> _Assignment_
Search the listing below for the string "lenient" and copy every line where it occurs.

> _Supplied entries_
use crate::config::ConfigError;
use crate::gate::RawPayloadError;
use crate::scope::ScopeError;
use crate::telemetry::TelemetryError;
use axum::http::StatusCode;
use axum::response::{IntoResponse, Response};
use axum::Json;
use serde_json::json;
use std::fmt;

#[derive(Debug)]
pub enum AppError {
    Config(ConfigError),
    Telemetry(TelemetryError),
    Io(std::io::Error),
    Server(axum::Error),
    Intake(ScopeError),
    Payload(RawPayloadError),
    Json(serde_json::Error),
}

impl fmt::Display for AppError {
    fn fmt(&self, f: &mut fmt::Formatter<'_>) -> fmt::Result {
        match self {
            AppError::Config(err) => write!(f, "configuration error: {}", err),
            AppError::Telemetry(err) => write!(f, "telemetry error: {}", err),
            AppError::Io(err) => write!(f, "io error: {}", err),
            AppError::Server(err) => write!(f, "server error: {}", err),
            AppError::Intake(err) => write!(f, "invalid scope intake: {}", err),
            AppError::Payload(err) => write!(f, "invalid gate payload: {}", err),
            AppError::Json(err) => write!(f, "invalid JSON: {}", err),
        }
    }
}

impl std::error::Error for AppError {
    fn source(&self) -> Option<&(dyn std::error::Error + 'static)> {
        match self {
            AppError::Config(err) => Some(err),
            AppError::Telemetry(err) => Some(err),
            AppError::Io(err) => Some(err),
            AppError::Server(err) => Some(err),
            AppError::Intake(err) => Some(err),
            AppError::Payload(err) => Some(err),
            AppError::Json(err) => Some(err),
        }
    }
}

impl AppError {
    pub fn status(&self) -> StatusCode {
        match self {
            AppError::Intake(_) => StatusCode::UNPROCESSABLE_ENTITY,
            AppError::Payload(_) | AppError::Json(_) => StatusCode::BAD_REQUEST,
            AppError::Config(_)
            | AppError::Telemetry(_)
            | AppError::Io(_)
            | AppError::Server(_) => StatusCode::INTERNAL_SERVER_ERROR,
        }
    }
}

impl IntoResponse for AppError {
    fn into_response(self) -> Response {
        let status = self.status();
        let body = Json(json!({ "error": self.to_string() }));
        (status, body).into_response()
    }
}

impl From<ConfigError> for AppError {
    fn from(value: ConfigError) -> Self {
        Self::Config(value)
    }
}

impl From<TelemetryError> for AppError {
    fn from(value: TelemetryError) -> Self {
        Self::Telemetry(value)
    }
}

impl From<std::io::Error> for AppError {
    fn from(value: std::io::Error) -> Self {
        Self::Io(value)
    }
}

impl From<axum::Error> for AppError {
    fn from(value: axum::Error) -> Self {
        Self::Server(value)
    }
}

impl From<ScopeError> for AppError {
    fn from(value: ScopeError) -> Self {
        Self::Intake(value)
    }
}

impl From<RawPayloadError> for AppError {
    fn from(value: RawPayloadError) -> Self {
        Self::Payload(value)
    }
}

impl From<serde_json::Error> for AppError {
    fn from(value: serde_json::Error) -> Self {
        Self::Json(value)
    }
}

==

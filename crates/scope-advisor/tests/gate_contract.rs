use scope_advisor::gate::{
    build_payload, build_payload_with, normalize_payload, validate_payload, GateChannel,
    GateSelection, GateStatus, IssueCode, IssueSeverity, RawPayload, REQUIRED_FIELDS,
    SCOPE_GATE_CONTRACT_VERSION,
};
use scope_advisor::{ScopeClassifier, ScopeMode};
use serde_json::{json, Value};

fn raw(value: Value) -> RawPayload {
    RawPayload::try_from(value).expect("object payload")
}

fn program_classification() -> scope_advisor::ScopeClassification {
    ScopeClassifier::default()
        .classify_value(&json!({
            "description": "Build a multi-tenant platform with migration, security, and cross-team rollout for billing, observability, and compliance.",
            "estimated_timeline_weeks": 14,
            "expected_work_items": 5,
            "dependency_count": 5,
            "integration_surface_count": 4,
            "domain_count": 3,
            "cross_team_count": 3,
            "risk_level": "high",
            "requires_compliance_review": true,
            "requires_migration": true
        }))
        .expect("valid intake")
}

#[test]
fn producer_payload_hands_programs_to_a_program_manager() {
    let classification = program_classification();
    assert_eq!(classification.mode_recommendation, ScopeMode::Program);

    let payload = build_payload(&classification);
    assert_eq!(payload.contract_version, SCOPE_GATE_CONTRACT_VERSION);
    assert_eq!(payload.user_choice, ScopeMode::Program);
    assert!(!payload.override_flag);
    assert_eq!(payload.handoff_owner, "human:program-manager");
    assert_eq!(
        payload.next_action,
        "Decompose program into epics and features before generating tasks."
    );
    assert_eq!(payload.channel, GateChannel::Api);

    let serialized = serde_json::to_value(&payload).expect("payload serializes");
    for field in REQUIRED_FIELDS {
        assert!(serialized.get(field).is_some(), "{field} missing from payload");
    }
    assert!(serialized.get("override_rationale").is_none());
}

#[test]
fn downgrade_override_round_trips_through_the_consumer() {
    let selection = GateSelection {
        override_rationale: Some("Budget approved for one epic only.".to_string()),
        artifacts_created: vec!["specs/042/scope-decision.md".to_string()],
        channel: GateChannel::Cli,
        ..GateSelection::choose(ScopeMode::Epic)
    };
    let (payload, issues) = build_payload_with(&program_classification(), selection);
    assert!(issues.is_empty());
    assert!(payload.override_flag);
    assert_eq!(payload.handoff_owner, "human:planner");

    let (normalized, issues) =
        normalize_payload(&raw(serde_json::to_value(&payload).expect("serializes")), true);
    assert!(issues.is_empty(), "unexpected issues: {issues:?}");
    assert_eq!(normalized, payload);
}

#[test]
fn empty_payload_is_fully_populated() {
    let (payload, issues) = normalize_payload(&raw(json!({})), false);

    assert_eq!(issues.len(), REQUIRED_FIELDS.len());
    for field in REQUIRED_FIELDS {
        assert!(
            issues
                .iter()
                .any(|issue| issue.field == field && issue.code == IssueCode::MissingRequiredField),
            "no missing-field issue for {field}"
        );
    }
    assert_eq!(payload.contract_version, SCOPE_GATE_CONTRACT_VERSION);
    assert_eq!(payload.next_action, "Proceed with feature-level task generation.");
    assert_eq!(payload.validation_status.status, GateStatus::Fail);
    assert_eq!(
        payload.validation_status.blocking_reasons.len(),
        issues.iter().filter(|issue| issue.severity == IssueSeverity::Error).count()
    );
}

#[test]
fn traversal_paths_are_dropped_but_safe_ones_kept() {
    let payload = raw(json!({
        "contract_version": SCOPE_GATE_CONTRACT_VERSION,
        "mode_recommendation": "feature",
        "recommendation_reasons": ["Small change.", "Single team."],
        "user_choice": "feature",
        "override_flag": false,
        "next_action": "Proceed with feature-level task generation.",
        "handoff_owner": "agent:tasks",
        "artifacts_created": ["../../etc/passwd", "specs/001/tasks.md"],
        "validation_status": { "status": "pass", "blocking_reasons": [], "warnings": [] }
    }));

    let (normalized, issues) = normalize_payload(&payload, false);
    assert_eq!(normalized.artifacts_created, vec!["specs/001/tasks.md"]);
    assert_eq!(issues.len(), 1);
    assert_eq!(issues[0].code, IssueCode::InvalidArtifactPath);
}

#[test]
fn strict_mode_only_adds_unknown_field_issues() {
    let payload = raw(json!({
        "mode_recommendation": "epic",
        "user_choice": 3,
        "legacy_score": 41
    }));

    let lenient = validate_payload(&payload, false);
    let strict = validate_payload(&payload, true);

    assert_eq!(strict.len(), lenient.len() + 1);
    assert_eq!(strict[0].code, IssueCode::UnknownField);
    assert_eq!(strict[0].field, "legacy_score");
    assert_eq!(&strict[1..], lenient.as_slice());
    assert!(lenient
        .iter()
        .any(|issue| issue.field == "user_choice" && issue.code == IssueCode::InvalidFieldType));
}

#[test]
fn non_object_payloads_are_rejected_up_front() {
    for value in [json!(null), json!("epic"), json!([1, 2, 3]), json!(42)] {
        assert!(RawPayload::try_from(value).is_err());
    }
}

==

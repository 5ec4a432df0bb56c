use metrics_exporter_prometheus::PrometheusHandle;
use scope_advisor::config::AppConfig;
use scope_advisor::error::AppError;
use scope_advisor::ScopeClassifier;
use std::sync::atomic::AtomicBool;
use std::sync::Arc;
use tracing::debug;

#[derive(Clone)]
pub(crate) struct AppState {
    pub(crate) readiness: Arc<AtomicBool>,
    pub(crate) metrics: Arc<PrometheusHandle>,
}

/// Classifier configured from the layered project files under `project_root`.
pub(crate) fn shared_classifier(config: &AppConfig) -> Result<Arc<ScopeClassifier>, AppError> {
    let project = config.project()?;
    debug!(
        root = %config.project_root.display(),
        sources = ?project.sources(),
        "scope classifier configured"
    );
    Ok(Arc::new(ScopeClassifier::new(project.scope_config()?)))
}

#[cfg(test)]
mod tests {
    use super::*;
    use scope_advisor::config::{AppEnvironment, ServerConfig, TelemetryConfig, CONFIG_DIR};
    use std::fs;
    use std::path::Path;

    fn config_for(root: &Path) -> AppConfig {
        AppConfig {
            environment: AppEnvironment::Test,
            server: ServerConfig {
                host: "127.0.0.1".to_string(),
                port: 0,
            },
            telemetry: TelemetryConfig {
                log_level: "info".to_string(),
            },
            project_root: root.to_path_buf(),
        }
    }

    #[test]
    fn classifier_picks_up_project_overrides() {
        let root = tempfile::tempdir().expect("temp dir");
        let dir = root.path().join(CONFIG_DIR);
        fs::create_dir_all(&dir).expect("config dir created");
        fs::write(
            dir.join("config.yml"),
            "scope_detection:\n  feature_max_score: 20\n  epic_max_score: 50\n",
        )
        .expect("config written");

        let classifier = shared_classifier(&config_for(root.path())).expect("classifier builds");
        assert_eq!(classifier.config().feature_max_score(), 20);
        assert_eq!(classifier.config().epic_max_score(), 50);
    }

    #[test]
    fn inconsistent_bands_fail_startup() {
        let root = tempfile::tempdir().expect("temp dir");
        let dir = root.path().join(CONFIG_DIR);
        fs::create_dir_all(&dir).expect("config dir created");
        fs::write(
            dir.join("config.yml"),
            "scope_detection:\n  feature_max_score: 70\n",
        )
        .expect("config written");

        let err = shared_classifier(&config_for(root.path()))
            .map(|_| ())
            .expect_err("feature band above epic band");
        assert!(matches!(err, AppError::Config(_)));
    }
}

> _Answer space_
    let lenient = validate_payload(&payload, false);
    assert_eq!(strict.len(), lenient.len() + 1);
    assert_eq!(&strict[1..], lenient.as_slice());
    assert!(lenient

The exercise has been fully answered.